Building Resilient Distributed Systems

Forthcoming book focusing on making both teams and software more resilient

Distributed systems come in many shapes and sizes, and are increasingly a major part of how we build and deliver software. But distributed systems create challenges. On the face of it, they appear to offer the ability to create more stable software. No longer should a single machine dying take our system off line, right? Unfortunately the world is not that simple.

This book is all about navigating the complex world of distributed systems, with the aim to help you keep your users happy without going crazy in the process.

Status

This book is currently in early access. You can read the currently available draft chapters over at O'Reilly's Online Platform. I plan to release new chapters every couple of months, with a planned publication date of August 2025.

Read The Early Draft Now

Want To Get Updates?

If you'd like to follow the progress of the book, and be notified when new updates are available to read, please sign up to my newsletter. Expect it to be a low-traffic list, posting around once or twice a month.

Who Is This Book For?

This book is primarily for anyone in a technical role who is helping build a distributed system. Developers, architects, testers, operations folks and SREs alike will find a lot here that will help them in their day job.
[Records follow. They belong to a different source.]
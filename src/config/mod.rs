// ==========================================
// 气体物料清单转换工具 - 配置层
// ==========================================
// 职责: 转换配置管理（默认值 + 可选 JSON 配置文件）
// ==========================================

pub mod convert_config;
pub mod import_config_trait;

// 重导出核心配置类型
pub use convert_config::{defaults, ConvertConfig};
pub use import_config_trait::ImportConfigReader;
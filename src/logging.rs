// ==========================================
// 日志系统初始化
// ==========================================
// 使用 tracing 和 tracing-subscriber
// 支持环境变量配置日志级别
// 输出到 stderr,成功运行时终端只显示状态行
// ==========================================

use tracing_subscriber::{fmt, EnvFilter};

/// 未设置 RUST_LOG 时的默认过滤器
pub const DEFAULT_FILTER: &str = "warn";

/// 选择过滤器指令: RUST_LOG 非空时优先,否则取默认值
pub fn filter_directive(env_value: Option<String>) -> String {
    env_value
        .filter(|v| !v.trim().is_empty())
        .unwrap_or_else(|| DEFAULT_FILTER.to_string())
}

/// 初始化日志系统
///
/// # 环境变量
/// - RUST_LOG: 日志级别过滤器（默认: warn）
///   例如: RUST_LOG=info 或 RUST_LOG=gas_article_converter=trace
///
/// # 示例
/// ```no_run
/// use gas_article_converter::logging;
/// logging::init();
/// ```
pub fn init() {
    let filter = EnvFilter::new(filter_directive(std::env::var("RUST_LOG").ok()));

    // 配置日志格式
    fmt()
        .with_env_filter(filter)
        .with_writer(std::io::stderr)
        .with_target(true)
        .with_thread_ids(false)
        .with_line_number(true)
        .init();
}

/// 初始化测试环境的日志系统
///
/// 使用更详细的日志级别，便于调试
pub fn init_test() {
    let _ = fmt()
        .with_env_filter(EnvFilter::new("debug"))
        .with_test_writer()
        .try_init();
}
For the non-technical folks reading, there is still a lot in here for you. There is a lot of coverage of cultural and social aspects and how they can positively impact the resiliency of your distributed systems, and the second half of the book is focused on these aspects.

Whether you are struggling with achieving acceptable resiliency for an existing system, hoping to avoid making too many mistakes as you start your own journey into microservices, or looking to understand what resilience even is, then this is the book for you.

Feedback

If you have any feedback after reading the early access, then please contact me and let me know!

Planned Contents

This book is still being written. As such, the table of contents is subject to change. If there is something missing here that I should include, please feel free to send me some feedback

The main body of the book is broken into three separate parts—Foundation, Implementation, and People. Let’s look at what each part covers.

Part I, Foundation

The first half of this book focuses on the technical aspects of making systems more resilient.

  • Chapter 1: What Is Resilience? - In Early Access
    Resiliency can mean different things to different people, so it's important to start with a shared understanding. This chapter looks at resiliency from a number of angles, exploring concepts from the wider resilience engineering space, and also introducing the concept of sociotechnical systems.
  • Chapter 2: Fundamental Concepts Of Resilience
    There is a lot of conventional wisdom in computing, and often you are just expected to just somehow learn it through osmossis. That sucks - so in this chapter I distill down some fundamental concepts which will stand you in good stead when trying to make systems more resilient.
  • Chapter 3: Timeouts - In Early Access
    Networks and computers can be frustrating, and they can stop working (or go slow) at the worst time. Dealing with this fundamental truth starts with knowing when to give up - in this chapter you'll learn all about timeouts, including how to set them correctly and the importance of randomness.
  • Chapter 4: Retries & Idempotency - In Early Access
    If at first you don't succeed, try again! Or maybe, give up? When computers or network calls start failing, trying again often makes sense, and that is the thrust of this chapter. However, trying again means we have to deal with what happens if we end up doing the same work more than once - so I'll also take you on a deep dive into the topic of idempotency.
  • Chapter 5: Rate Limiting
    This chapter explores how to reduce the amount of work your system is doing to keep it stable. It covers back pressure, load shedding, circuit breakers and more.
  • Chapter 6: Queueing
    Queueing can be an effective way to absorb work to be processed later, rather than overwhelming a system with large spikes of traffic. This chapter looks at how queues can be implemented to deal with larger loads, what happens when your queue fills up, the role of message brokers, and also how to balance your queue processing with Little's Law.
  • Chapter 7: Scaling For Resilience
    Often the answer to keeping a system stable when load is increasing is to make the system bigger. In this chapter, you'll see how throwing computing resources at the problem can often help - but also see where it breaks down. This chapter will look at different forms of scaling, including dynamic autoscaling, and gives some concrete tips for when just getting a bigger box is the right answer.
  • Chapter 8: Observing Resilience
    Wanting your system to be resilient is one thing, knowing it's resilient is something else. In this chapter I'll take you through how to collect the information you need to ensure you're meeting your targets. I'll also cover how to define Service Level Objectives (SLOs), explore team vs system targets, and look at why error budgets can be useful.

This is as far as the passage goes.